**What to do**
Print nothing except the lines of the listing below from the line with "let tid = ArchProcess::with_current_mut(|p|" to the line with "8 argument registers.", each exactly as written, both ends included.
____
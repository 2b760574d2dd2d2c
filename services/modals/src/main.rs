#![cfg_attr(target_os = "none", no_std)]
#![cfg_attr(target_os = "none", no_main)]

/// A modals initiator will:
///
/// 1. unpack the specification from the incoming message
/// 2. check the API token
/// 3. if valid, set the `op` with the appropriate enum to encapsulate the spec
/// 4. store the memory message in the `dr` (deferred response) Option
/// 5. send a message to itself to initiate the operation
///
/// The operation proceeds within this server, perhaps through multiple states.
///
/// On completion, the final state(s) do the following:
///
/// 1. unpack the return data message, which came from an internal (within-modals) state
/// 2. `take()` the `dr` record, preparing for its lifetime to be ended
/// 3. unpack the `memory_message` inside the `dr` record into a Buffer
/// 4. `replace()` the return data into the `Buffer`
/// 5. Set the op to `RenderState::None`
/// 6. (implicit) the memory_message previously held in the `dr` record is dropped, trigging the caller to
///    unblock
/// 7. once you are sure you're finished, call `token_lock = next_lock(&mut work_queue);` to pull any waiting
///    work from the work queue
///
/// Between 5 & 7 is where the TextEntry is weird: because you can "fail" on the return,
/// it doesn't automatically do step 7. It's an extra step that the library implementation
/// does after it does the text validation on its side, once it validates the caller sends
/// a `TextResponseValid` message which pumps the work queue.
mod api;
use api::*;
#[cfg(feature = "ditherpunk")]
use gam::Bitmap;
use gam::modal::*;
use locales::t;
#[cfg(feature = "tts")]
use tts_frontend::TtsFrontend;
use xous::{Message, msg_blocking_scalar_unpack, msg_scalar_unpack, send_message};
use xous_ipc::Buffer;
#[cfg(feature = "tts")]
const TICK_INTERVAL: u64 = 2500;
____
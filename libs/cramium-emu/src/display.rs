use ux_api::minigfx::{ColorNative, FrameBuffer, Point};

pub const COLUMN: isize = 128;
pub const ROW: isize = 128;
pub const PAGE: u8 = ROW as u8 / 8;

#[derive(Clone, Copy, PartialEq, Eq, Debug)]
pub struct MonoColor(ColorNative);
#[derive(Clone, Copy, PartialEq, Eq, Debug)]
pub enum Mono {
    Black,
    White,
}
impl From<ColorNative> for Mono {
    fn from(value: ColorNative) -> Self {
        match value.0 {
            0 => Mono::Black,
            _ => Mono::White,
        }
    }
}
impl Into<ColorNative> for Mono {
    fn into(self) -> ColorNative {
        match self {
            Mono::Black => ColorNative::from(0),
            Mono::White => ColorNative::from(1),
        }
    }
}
____
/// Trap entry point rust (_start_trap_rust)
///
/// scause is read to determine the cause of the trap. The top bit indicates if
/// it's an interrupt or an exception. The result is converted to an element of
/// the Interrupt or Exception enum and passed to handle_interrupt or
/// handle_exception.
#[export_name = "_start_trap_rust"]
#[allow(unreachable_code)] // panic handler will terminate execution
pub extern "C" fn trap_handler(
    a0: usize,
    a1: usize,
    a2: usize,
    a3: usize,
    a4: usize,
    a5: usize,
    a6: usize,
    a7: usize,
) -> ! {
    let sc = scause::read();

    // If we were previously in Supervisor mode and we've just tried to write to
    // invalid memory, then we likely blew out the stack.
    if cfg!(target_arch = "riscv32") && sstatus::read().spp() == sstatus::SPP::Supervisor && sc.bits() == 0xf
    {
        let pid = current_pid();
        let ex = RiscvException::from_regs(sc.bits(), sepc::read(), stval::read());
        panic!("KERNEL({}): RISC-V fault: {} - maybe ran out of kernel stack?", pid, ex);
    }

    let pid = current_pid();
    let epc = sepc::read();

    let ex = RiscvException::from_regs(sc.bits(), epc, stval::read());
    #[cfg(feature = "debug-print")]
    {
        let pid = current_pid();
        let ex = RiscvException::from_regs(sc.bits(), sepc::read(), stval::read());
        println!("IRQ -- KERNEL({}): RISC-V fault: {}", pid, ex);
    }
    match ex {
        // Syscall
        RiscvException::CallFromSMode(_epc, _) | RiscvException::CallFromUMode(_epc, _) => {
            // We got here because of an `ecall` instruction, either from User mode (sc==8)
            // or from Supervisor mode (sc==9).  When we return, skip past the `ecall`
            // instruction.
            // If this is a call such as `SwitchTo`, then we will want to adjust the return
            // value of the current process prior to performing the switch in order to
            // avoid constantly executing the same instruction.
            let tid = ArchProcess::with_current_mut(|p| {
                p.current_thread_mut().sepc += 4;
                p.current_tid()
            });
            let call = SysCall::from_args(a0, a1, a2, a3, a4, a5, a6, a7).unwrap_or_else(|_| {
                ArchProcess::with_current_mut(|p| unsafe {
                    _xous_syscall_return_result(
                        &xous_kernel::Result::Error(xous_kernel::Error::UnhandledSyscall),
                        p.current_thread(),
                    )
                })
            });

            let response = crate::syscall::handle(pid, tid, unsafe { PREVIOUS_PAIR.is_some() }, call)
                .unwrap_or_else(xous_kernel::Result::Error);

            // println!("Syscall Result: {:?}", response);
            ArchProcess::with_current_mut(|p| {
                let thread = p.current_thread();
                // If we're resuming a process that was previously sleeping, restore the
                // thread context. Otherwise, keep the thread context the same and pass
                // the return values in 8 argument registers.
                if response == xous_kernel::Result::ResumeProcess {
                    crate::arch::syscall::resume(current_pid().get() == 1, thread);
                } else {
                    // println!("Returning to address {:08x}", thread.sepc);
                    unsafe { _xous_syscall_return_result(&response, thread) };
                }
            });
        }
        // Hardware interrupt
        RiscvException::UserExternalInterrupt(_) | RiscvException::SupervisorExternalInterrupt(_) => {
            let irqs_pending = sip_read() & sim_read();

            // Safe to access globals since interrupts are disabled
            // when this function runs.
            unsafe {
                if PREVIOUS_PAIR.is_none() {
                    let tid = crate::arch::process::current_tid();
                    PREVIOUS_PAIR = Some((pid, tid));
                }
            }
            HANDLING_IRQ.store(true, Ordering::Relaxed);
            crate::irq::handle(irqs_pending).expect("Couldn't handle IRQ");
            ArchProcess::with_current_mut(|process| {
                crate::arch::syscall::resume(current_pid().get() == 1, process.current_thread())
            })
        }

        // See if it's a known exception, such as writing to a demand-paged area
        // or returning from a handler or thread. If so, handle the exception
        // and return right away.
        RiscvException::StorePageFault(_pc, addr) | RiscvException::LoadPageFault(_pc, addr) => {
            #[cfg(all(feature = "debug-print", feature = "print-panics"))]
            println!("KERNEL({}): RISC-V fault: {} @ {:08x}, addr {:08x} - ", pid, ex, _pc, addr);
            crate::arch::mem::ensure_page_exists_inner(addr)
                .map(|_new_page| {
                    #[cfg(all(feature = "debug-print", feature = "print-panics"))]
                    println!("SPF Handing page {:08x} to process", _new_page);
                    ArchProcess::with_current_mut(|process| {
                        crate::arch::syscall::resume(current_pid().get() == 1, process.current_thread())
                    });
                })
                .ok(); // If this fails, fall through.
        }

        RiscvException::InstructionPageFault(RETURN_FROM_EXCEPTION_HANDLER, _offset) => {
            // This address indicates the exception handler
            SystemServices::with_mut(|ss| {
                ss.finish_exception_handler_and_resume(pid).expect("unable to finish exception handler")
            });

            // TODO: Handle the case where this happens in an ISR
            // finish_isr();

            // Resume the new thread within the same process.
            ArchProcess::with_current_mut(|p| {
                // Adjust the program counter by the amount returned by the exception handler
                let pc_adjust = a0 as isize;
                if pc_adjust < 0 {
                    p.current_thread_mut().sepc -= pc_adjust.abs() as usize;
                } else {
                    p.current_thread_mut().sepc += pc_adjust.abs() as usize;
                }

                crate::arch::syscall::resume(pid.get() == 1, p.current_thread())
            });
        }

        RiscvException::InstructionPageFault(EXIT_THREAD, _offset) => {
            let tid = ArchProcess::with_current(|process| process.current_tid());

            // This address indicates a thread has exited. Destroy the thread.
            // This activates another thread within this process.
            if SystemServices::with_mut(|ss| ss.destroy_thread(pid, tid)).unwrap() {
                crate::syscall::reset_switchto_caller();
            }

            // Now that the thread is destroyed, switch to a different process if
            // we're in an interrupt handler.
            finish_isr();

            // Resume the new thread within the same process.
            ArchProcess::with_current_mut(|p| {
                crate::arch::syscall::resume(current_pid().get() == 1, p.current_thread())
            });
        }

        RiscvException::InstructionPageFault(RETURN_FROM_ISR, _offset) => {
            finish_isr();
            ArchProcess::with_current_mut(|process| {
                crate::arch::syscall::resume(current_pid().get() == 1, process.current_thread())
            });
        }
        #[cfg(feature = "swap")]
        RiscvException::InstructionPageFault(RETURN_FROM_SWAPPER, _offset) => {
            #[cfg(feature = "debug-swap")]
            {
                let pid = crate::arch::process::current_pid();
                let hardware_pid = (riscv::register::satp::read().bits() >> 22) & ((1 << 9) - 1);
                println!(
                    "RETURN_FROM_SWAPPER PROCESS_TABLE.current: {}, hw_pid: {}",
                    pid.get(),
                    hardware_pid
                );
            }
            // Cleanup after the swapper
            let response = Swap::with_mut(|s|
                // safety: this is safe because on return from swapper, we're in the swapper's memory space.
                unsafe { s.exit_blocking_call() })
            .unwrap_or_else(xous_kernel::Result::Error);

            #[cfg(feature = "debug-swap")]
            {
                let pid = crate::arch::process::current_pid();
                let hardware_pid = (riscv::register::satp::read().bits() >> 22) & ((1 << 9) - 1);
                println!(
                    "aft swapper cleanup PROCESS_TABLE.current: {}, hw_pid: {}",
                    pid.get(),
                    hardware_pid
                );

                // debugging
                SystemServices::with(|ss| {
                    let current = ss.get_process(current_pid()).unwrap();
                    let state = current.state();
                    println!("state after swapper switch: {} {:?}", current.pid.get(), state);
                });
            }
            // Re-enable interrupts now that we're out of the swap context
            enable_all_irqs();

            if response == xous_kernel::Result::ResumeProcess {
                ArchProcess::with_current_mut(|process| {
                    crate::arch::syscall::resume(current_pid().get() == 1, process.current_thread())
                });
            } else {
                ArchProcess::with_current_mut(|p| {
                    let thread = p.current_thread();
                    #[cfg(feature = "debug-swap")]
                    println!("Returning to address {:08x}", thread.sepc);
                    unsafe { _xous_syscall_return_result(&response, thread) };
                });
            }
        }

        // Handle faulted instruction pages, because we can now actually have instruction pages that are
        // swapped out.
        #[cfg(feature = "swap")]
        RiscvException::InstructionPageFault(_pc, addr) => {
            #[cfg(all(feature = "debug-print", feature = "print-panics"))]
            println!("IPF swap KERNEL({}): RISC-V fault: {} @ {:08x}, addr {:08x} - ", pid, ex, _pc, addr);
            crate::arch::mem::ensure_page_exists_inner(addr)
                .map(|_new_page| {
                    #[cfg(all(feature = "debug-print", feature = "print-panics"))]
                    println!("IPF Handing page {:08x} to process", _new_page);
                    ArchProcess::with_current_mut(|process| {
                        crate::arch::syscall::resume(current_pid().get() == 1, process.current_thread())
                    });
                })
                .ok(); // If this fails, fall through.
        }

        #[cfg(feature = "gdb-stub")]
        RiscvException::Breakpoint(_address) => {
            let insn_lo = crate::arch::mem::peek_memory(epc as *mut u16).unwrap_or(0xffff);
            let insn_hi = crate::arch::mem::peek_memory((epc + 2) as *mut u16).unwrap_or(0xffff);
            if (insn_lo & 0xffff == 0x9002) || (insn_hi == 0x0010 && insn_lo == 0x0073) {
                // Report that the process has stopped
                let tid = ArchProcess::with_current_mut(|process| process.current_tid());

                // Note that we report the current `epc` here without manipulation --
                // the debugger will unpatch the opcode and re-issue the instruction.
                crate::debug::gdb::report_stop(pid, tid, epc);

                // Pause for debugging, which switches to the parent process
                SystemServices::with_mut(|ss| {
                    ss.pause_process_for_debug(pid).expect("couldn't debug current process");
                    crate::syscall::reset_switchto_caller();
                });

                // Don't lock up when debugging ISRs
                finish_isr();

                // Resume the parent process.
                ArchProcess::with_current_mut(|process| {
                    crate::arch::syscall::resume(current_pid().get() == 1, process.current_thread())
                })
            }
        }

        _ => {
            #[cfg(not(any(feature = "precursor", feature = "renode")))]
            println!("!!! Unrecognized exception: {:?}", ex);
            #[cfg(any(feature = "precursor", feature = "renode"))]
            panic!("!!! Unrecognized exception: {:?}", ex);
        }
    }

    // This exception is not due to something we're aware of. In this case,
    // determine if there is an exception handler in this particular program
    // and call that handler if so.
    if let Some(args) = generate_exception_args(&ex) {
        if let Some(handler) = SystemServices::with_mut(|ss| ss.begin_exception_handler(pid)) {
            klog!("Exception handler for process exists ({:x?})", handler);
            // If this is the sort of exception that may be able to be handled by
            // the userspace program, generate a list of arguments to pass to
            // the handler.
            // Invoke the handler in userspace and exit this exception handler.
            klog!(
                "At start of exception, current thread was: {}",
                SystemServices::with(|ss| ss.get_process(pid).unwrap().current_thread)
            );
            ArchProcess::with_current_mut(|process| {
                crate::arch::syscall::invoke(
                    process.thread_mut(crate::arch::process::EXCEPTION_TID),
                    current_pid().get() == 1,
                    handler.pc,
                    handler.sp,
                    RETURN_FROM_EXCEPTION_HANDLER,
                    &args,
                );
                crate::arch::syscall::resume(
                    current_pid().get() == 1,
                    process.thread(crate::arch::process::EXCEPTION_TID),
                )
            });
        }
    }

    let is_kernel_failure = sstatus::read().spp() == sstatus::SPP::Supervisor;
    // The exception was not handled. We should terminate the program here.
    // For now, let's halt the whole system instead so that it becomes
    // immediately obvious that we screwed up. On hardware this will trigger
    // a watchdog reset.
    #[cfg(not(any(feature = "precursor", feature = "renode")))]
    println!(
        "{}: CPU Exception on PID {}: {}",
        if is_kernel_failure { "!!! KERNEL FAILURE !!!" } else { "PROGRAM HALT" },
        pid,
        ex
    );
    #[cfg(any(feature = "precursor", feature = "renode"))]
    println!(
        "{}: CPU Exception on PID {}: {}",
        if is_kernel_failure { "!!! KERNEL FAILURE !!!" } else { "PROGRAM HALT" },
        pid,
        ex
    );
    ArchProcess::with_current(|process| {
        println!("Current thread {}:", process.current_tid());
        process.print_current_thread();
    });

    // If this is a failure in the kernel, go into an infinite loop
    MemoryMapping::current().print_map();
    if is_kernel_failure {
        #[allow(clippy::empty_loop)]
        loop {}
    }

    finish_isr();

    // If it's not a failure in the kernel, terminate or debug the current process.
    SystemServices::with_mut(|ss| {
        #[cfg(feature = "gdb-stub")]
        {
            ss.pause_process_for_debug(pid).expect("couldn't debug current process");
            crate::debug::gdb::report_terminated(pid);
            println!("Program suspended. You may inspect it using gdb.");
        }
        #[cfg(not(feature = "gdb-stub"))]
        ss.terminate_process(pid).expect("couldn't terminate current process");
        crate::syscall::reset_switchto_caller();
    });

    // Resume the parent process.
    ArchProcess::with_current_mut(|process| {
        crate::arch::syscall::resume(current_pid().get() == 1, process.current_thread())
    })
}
____
**Answer area**
            let tid = ArchProcess::with_current_mut(|p| {
                p.current_thread_mut().sepc += 4;
                p.current_tid()
            });
            let call = SysCall::from_args(a0, a1, a2, a3, a4, a5, a6, a7).unwrap_or_else(|_| {
                ArchProcess::with_current_mut(|p| unsafe {
                    _xous_syscall_return_result(
                        &xous_kernel::Result::Error(xous_kernel::Error::UnhandledSyscall),
                        p.current_thread(),
                    )
                })
            });

            let response = crate::syscall::handle(pid, tid, unsafe { PREVIOUS_PAIR.is_some() }, call)
                .unwrap_or_else(xous_kernel::Result::Error);

            // println!("Syscall Result: {:?}", response);
            ArchProcess::with_current_mut(|p| {
                let thread = p.current_thread();
                // If we're resuming a process that was previously sleeping, restore the
                // thread context. Otherwise, keep the thread context the same and pass
                // the return values in 8 argument registers.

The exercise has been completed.